Task inputs:
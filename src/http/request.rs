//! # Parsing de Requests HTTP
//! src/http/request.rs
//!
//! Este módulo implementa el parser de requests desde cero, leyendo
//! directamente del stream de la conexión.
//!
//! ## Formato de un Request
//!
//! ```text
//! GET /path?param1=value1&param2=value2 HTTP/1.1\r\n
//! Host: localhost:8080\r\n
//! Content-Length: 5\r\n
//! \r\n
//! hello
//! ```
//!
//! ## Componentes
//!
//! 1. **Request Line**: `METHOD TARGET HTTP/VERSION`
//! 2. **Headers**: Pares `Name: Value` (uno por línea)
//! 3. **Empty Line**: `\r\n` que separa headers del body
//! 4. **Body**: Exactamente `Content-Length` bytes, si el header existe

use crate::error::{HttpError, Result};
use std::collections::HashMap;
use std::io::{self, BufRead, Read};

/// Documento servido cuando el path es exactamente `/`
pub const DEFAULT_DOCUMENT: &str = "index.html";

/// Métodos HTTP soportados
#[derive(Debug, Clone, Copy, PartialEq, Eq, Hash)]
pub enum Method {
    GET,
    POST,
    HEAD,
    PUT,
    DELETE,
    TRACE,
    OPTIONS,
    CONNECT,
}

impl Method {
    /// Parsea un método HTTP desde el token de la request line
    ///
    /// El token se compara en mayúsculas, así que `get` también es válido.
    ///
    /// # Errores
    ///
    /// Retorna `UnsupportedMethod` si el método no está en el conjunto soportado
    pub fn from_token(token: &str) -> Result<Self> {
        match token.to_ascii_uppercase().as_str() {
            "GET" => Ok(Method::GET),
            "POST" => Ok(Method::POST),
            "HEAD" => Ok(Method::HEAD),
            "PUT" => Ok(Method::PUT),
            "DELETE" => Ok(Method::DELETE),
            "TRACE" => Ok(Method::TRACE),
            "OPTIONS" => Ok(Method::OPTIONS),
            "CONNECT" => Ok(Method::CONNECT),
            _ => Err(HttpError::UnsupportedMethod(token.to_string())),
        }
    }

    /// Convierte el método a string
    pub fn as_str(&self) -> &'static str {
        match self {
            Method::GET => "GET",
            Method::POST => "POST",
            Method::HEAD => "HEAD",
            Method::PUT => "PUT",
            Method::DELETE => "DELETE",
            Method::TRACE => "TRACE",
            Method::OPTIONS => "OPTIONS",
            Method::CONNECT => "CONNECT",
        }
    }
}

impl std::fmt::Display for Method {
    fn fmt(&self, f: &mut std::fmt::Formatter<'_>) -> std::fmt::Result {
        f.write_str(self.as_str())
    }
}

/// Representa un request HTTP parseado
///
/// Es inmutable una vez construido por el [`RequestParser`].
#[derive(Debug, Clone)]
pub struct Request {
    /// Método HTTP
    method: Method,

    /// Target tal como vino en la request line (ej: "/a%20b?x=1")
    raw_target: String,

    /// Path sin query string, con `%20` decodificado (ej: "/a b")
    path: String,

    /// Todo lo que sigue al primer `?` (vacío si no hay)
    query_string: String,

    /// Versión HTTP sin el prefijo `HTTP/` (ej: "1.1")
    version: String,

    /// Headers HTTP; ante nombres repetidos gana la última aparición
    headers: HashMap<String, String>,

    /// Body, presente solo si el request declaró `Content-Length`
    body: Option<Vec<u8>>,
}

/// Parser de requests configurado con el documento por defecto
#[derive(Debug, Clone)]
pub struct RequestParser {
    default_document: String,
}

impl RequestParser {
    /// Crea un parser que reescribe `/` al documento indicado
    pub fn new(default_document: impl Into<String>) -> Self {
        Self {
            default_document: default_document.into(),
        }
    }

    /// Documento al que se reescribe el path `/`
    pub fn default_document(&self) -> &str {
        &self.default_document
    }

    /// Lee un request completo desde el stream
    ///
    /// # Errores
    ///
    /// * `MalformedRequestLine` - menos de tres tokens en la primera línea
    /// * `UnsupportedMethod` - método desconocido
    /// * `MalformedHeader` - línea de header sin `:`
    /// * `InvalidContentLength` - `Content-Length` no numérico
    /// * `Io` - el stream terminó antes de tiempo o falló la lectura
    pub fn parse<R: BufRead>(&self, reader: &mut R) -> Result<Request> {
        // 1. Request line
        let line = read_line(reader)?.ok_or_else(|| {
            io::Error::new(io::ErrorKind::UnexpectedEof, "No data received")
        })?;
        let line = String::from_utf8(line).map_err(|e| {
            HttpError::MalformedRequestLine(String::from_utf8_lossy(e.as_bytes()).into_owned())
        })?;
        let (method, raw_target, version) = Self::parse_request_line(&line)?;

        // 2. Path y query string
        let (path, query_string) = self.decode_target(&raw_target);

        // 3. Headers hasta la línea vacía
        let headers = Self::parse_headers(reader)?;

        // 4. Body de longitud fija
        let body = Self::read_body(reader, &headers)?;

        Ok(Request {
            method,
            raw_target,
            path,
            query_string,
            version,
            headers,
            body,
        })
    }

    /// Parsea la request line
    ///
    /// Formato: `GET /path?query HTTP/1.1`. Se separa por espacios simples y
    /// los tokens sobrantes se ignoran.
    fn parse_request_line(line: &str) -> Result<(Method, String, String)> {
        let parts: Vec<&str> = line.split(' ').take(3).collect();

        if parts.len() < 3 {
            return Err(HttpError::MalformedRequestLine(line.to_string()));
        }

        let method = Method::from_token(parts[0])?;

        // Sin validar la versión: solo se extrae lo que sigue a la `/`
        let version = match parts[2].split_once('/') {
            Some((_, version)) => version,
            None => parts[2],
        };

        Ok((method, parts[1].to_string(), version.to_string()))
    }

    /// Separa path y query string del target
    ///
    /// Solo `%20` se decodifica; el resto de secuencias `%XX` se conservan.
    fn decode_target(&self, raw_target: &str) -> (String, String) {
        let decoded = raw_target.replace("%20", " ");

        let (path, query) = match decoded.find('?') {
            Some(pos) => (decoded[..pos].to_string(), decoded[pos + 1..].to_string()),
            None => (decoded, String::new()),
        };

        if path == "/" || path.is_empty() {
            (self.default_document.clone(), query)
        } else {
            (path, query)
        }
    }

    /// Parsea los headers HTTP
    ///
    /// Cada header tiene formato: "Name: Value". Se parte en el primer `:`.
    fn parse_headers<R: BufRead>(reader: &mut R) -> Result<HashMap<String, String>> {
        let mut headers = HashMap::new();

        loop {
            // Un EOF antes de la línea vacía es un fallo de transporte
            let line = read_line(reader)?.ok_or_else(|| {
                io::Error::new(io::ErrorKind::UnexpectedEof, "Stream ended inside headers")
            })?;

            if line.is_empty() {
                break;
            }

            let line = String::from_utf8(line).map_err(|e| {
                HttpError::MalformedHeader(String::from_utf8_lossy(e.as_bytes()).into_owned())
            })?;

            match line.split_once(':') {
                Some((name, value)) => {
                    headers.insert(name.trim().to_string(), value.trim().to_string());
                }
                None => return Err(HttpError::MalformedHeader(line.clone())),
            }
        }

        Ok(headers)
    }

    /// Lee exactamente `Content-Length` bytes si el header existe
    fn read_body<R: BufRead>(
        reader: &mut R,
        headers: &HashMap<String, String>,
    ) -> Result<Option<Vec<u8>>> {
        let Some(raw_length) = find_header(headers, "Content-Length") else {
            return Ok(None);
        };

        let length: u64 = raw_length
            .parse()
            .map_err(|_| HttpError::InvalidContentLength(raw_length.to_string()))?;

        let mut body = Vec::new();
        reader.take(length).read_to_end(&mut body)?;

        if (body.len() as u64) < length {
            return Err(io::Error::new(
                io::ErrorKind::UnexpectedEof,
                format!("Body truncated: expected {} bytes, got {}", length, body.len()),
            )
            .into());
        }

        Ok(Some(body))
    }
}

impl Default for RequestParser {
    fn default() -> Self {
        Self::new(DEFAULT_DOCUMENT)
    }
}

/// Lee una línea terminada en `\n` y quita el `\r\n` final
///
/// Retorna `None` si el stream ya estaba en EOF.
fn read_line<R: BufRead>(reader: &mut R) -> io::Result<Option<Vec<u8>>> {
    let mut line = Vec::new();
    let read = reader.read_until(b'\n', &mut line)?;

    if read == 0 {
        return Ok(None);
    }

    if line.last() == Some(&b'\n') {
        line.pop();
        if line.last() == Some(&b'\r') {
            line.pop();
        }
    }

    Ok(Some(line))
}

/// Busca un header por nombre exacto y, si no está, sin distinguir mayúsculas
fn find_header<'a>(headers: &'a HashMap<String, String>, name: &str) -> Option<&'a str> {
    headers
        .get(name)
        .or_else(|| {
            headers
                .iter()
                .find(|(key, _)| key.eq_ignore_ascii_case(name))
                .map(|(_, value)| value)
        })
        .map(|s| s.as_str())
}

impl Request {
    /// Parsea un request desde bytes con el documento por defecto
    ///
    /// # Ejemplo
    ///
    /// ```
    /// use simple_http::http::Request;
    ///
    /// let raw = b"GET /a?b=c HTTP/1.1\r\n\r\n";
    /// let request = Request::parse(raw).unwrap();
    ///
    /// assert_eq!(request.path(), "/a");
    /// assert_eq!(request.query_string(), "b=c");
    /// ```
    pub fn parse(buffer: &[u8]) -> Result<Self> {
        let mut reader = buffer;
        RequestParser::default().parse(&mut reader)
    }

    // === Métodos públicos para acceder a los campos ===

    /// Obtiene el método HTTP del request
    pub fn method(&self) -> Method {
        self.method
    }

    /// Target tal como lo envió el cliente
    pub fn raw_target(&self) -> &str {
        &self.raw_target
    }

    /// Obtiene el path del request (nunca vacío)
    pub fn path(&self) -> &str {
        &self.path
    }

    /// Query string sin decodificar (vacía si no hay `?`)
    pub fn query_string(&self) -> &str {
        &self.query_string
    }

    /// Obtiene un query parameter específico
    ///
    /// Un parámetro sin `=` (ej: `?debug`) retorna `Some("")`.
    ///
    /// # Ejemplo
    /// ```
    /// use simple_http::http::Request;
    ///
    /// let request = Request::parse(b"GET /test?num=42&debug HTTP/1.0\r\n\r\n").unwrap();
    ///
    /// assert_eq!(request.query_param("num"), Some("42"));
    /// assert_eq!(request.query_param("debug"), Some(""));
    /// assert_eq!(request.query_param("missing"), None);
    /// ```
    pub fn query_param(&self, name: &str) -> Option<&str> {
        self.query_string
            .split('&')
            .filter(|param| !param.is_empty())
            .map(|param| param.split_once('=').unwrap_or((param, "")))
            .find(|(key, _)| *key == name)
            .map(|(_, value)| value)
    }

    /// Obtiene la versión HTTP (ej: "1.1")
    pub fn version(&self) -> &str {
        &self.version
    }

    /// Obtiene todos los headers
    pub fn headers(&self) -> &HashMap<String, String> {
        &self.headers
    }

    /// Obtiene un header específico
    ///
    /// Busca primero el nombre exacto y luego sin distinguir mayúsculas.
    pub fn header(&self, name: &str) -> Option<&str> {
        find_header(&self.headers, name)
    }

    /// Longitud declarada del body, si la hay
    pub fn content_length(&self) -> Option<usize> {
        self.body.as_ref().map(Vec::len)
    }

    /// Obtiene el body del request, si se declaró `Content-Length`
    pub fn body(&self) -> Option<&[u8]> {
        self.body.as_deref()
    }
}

What you are asked to do: Pick every line of the data that includes the string "last".

Solution to the exercise:
    if line.last() == Some(&b'\n') {
        if line.last() == Some(&b'\r') {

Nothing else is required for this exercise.